8. No entender do reclamante, o douto despacho de 26 de Maio de 2003 desconhece o princípio da economia processual subjacente ao artigo 514.º do Código de Processo Civil. a) O reclamante, quando reagiu ao acto da Secretaria Tribunal Constitucional indicou factos que, em seu entender, demonstram que era impossível que a notificação do douto Acórdão n.º 178/2003 tivesse ocorrido na data presumida pela lei, por razões que lhe não são imputáveis (artigo 254.º, n.º 4, do Código de Processo Civil). b) 0 reclamante alegou que a Secretaria do Tribunal Constitucional tinha conhecimento de alguns desses factos e que outros desses factos eram de conhecimento geral. c) Decorre do artigo 514.º do Código de Processo Civil que esses factos não carecem de alegação nem de prova. d) Assim, a declaração de que ‘não se antevê como facto notório carecido de prova’ que a carta de notificação levou mais de 3 dias para chegar ao destinatário, sem ter indicado se as circunstâncias invocadas pelo reclamante são, ou não, factos de que o Tribunal Constitucional teve conhecimento por virtude do exercício das suas funções e do conhecimento geral, evidencia que o douto despacho notificado por nota de 26 de Maio de 2003 foi proferido à revelia do princípio da economia processual. e) Com efeito, essa declaração equivale a impor ao interessado o desenvolvimento de actividade processual para além do que o legislador considera necessário. f) A interpretação sustentada no douto despacho de 26 de Maio de 2003 tem por resultado que se considera que a notificação do douto acórdão n.º 178/2003 foi feita antes de 11 de Abril 2003, quando o Tribunal Constitucional tem conhecimento da existência de circunstâncias que demonstram ser impossível que a o interessado tenha tido conhecimento do conteúdo desse douto acórdão antes dessa data. Por estas razões, e com o douto suprimento de Vossas Excelências, o reclamante requer que sobre a matéria do douto despacho notificado por nota de 26 de Maio de 2003 recaia um acórdão no sentido de que devem ser revogados o douto despacho ora reclamado e o acto da Secretaria do Tribunal Constitucional cuja legalidade foi contestada”.
Cumpre decidir.
2. Em primeiro lugar, assinale-se que o Tribunal não se pronunciará sobre o acto da secretaria consistente no envio de «novas guias» após a prolação do despacho reclamado, justamente porque em causa, na vertente reclamação, não está a impugnação desse acto que, aliás, teria de ser decidido, em primeira linha, pelo relator.

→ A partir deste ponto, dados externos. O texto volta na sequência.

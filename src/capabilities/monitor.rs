use super::SessionContext;
use serde_json::Value;
use std::fs;
use std::time::Duration;
use tokio::process::Command;
use tokio::time::timeout;

const COMMAND_TIMEOUT_SECS: u64 = 10;
const MAX_PROCESS_ROWS: usize = 15;

pub fn handle_get_memory_info(_args: &Value, _ctx: &SessionContext) -> Result<String, String> {
    let meminfo = fs::read_to_string("/proc/meminfo")
        .map_err(|e| format!("memory info unavailable: {}", e))?;

    let wanted = ["MemTotal", "MemFree", "MemAvailable", "SwapTotal", "SwapFree"];
    let lines: Vec<String> = meminfo
        .lines()
        .filter(|line| wanted.iter().any(|key| line.starts_with(key)))
        .map(render_meminfo_line)
        .collect();

    if lines.is_empty() {
        return Err("memory info unavailable: unexpected /proc/meminfo format".to_string());
    }
    Ok(lines.join("\n"))
}

fn render_meminfo_line(line: &str) -> String {
    // "MemTotal:       16303528 kB"
    let mut parts = line.split_whitespace();
    let key = parts.next().unwrap_or("").trim_end_matches(':');
    let kb: f64 = parts.next().and_then(|v| v.parse().ok()).unwrap_or(0.0);
    format!("{}: {:.1} MB", key, kb / 1024.0)
}

pub fn handle_get_cpu_info(_args: &Value, _ctx: &SessionContext) -> Result<String, String> {
    let cpuinfo = fs::read_to_string("/proc/cpuinfo")
        .map_err(|e| format!("cpu info unavailable: {}", e))?;

    let model = cpuinfo
        .lines()
        .find(|line| line.starts_with("model name"))
        .and_then(|line| line.split(':').nth(1))
        .map(|s| s.trim().to_string())
        .unwrap_or_else(|| "unknown".to_string());
    let cores = cpuinfo
        .lines()
        .filter(|line| line.starts_with("processor"))
        .count();
    let loadavg = fs::read_to_string("/proc/loadavg")
        .map(|s| s.trim().to_string())
        .unwrap_or_else(|_| "unknown".to_string());

    Ok(format!(
        "model: {}\ncores: {}\nload average: {}",
        model, cores, loadavg
    ))
}

pub fn handle_get_network_info(_args: &Value, _ctx: &SessionContext) -> Result<String, String> {
    let dev = fs::read_to_string("/proc/net/dev")
        .map_err(|e| format!("network info unavailable: {}", e))?;

    let mut lines = Vec::new();
    for line in dev.lines().skip(2) {
        let Some((iface, rest)) = line.split_once(':') else {
            continue;
        };
        let fields: Vec<&str> = rest.split_whitespace().collect();
        let rx = fields.first().copied().unwrap_or("0");
        let tx = fields.get(8).copied().unwrap_or("0");
        lines.push(format!("{}: rx {} bytes, tx {} bytes", iface.trim(), rx, tx));
    }

    if lines.is_empty() {
        return Err("no network interfaces found".to_string());
    }
    Ok(lines.join("\n"))
}

pub async fn handle_get_disk_usage(_args: &Value, _ctx: &SessionContext) -> Result<String, String> {
    run_monitor_command("df", &["-h"]).await
}

pub async fn handle_get_process_list(
    _args: &Value,
    _ctx: &SessionContext,
) -> Result<String, String> {
    let output =
        run_monitor_command("ps", &["-eo", "pid,comm,pcpu,pmem", "--sort=-pmem"]).await?;
    // header plus the heaviest processes
    let shown: Vec<&str> = output.lines().take(MAX_PROCESS_ROWS + 1).collect();
    Ok(shown.join("\n"))
}

async fn run_monitor_command(program: &str, args: &[&str]) -> Result<String, String> {
    let output = timeout(
        Duration::from_secs(COMMAND_TIMEOUT_SECS),
        Command::new(program).args(args).output(),
    )
    .await
    .map_err(|_| format!("{} timed out after {} seconds", program, COMMAND_TIMEOUT_SECS))?
    .map_err(|e| format!("failed to run {}: {}", program, e))?;

    if output.status.success() {
        Ok(String::from_utf8_lossy(&output.stdout).trim().to_string())
    } else {
        Err(format!(
            "{} failed: {}",
            program,
            String::from_utf8_lossy(&output.stderr).trim()
        ))
    }
}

3. Isto posto, enfrentar-se-á a impugnação sub iudicio.
No despacho reclamado entendeu-se que o reclamante não demostrou factos de onde se extraísse que a carta de notificação do Acórdão n.º
178/2003, expedida pela secretaria em 7 de Abril de 2003, somente lhe foi entregue após o terceiro dia contado da data da expedição.
O n.º 2 do art.º 254.º do Código de Processo Civil consagra a regra segundo a qual a notificação postal se presume feita no terceiro dia posterior ao do registo, ou no primeiro dia útil seguinte a esse, quando aquele terceiro dia o não seja. Mas, porque se trata de uma presunção juris tantum, o notificado pode, de harmonia com o n.º 4 do mesmo artigo, ilidi-la, desde que prove que a notificação não foi efectuada ou ocorreu em data posterior à presumida, por razões que lhe não são imputáveis.

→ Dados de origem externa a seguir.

use super::paths::{optional_str, require_str};
use super::SessionContext;
use serde_json::Value;
use std::path::PathBuf;
use std::time::Duration;
use tokio::net::TcpStream;
use tokio::process::Command;
use tokio::time::timeout;

const CONNECTIVITY_PROBE: &str = "8.8.8.8:53";
const CONNECTIVITY_TIMEOUT_SECS: u64 = 3;
const PING_TIMEOUT_SECS: u64 = 10;
const DOWNLOAD_TIMEOUT_SECS: u64 = 30;

pub async fn handle_check_internet_connection(
    _args: &Value,
    _ctx: &SessionContext,
) -> Result<String, String> {
    match timeout(
        Duration::from_secs(CONNECTIVITY_TIMEOUT_SECS),
        TcpStream::connect(CONNECTIVITY_PROBE),
    )
    .await
    {
        Ok(Ok(_)) => Ok("Internet connection is up".to_string()),
        _ => Ok("No internet connection".to_string()),
    }
}

pub async fn handle_ping_host(args: &Value, _ctx: &SessionContext) -> Result<String, String> {
    let host = require_str(args, "host")?;
    let count = args.get("count").and_then(|v| v.as_u64()).unwrap_or(4);

    let output = timeout(
        Duration::from_secs(PING_TIMEOUT_SECS),
        Command::new("ping")
            .arg("-c")
            .arg(count.to_string())
            .arg(host)
            .output(),
    )
    .await
    .map_err(|_| format!("ping timed out after {} seconds", PING_TIMEOUT_SECS))?
    .map_err(|e| format!("failed to run ping: {}", e))?;

    if output.status.success() {
        Ok(format!(
            "Ping {} succeeded:\n{}",
            host,
            String::from_utf8_lossy(&output.stdout).trim()
        ))
    } else {
        Err(format!(
            "ping {} failed: {}",
            host,
            String::from_utf8_lossy(&output.stderr).trim()
        ))
    }
}

pub async fn handle_download_file(args: &Value, ctx: &SessionContext) -> Result<String, String> {
    let url = require_str(args, "url")?;

    let save_path = match optional_str(args, "save_path") {
        Some(path) => PathBuf::from(path),
        None => {
            let name = url
                .rsplit('/')
                .next()
                .filter(|s| !s.is_empty() && !s.contains('?'))
                .unwrap_or("downloaded_file");
            ctx.working_dir().join(name)
        }
    };

    let client = reqwest::Client::builder()
        .timeout(Duration::from_secs(DOWNLOAD_TIMEOUT_SECS))
        .build()
        .map_err(|e| format!("failed to build HTTP client: {}", e))?;

    let response = client
        .get(url)
        .send()
        .await
        .map_err(|e| format!("download failed: {}", e))?;

    if !response.status().is_success() {
        return Err(format!("download failed: HTTP {}", response.status()));
    }

    let bytes = response
        .bytes()
        .await
        .map_err(|e| format!("download failed: {}", e))?;

    tokio::fs::write(&save_path, &bytes)
        .await
        .map_err(|e| format!("failed to save file: {}", e))?;

    Ok(format!(
        "Downloaded {} bytes to {}",
        bytes.len(),
        save_path.display()
    ))
}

Ora, neste particular, o reclamante limitou-se a dizer que tinha o seu domicílio no Luxemburgo. E, para tentar extrair dessa circunstância que um registo postal efectivado no Luxemburgo pode demorar cinco dias a chegar a Lisboa, esgrimiu com o exemplo de ter enviado a peça consubstanciadora da reclamação do Acórdão n.º 178/2003 em 30 de Abril de 2003, a qual chegou a este Tribunal em 6 de Maio seguinte.

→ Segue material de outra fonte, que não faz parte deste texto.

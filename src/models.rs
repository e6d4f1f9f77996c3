use serde::{Deserialize, Serialize};
use serde_json::{Map, Value};

pub const ROLE_SYSTEM: &str = "system";
pub const ROLE_USER: &str = "user";
pub const ROLE_ASSISTANT: &str = "assistant";

#[derive(Serialize, Deserialize, Clone, Debug)]
pub struct Message {
    pub role: String,
    pub content: String,
}

impl Message {
    pub fn system(content: impl Into<String>) -> Self {
        Self {
            role: ROLE_SYSTEM.to_string(),
            content: content.into(),
        }
    }

    pub fn user(content: impl Into<String>) -> Self {
        Self {
            role: ROLE_USER.to_string(),
            content: content.into(),
        }
    }

    pub fn assistant(content: impl Into<String>) -> Self {
        Self {
            role: ROLE_ASSISTANT.to_string(),
            content: content.into(),
        }
    }
}

/// One structured assistant turn. Exactly one of `tool_calls` / `response`
/// is populated, matching `action` ("tool_call" or "final_response").
#[derive(Serialize, Deserialize, Clone, Debug)]
pub struct StructuredReply {
    #[serde(default)]
    pub thinking: String,
    #[serde(default)]
    pub action: String,
    #[serde(skip_serializing_if = "Option::is_none")]
    pub tool_calls: Option<Vec<ToolCall>>,
    #[serde(skip_serializing_if = "Option::is_none")]
    pub response: Option<String>,
    #[serde(skip_serializing_if = "Option::is_none")]
    pub actions: Option<Vec<String>>,
}

pub const ACTION_TOOL_CALL: &str = "tool_call";
pub const ACTION_FINAL_RESPONSE: &str = "final_response";

#[derive(Serialize, Deserialize, Clone, Debug)]
pub struct ToolCall {
    pub function: FunctionCall,
}

#[derive(Serialize, Deserialize, Clone, Debug)]
pub struct FunctionCall {
    pub name: String,
    #[serde(default)]
    pub arguments: Map<String, Value>,
}

#[derive(Clone, Debug)]
pub struct ToolResult {
    pub tool: String,
    pub result: String,
}

impl ToolResult {
    /// Render a batch of results the way the model expects them back:
    /// `"tool: result; tool: result"`.
    pub fn summarize(results: &[ToolResult]) -> String {
        results
            .iter()
            .map(|r| format!("{}: {}", r.tool, r.result))
            .collect::<Vec<_>>()
            .join("; ")
    }
}
use clap::Parser;

#[derive(Parser, Debug, Default)]
#[command(name = "deskmate")]
#[command(about = "Desktop companion AI agent server", long_about = None)]
pub struct Args {
    #[arg(long = "port", help = "Port for the agent socket server")]
    pub port: Option<u16>,

    #[arg(
        long = "presentation-port",
        help = "Port of the local presentation process"
    )]
    pub presentation_port: Option<u16>,

    #[arg(
        long = "api-endpoint",
        help = "Custom chat-completions endpoint URL"
    )]
    pub api_endpoint: Option<String>,

    #[arg(long = "model", help = "Model identifier sent to the backend")]
    pub model: Option<String>,

    #[arg(
        long = "max-iterations",
        help = "Hard ceiling on model round-trips per user turn"
    )]
    pub max_iterations: Option<u32>,

    #[arg(
        long = "console",
        help = "Also read user input from stdin alongside the socket server"
    )]
    pub console: bool,

    #[arg(short = 'v', long = "verbose", help = "Enable diagnostic output")]
    pub verbose: bool,
}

Convir-se-á que aquela invocação do reclamante não é minimamente demonstrativa de que a carta de notificação registada em 7 de Abril de 2002, efectivamente, não foi recebida pelo mesmo no terceiro dia posterior ao seu registo.
Por outro lado, como se assinalou no despacho ora em apreço, não se poderá dizer que é facto notório (ou de conhecimento geral, para se usarem as palavras do reclamante) o de a impossibilidade de uma tal carta, necessariamente, chegar ao seu destinatário no terceiro dia posterior à data do seu registo, sendo que este Tribunal não dispõe, como não dispunha, de qualquer conhecimento, advindo do exercício das suas funções, do qual resultasse, ainda que de forma menos inequívoca, aquela impossibilidade.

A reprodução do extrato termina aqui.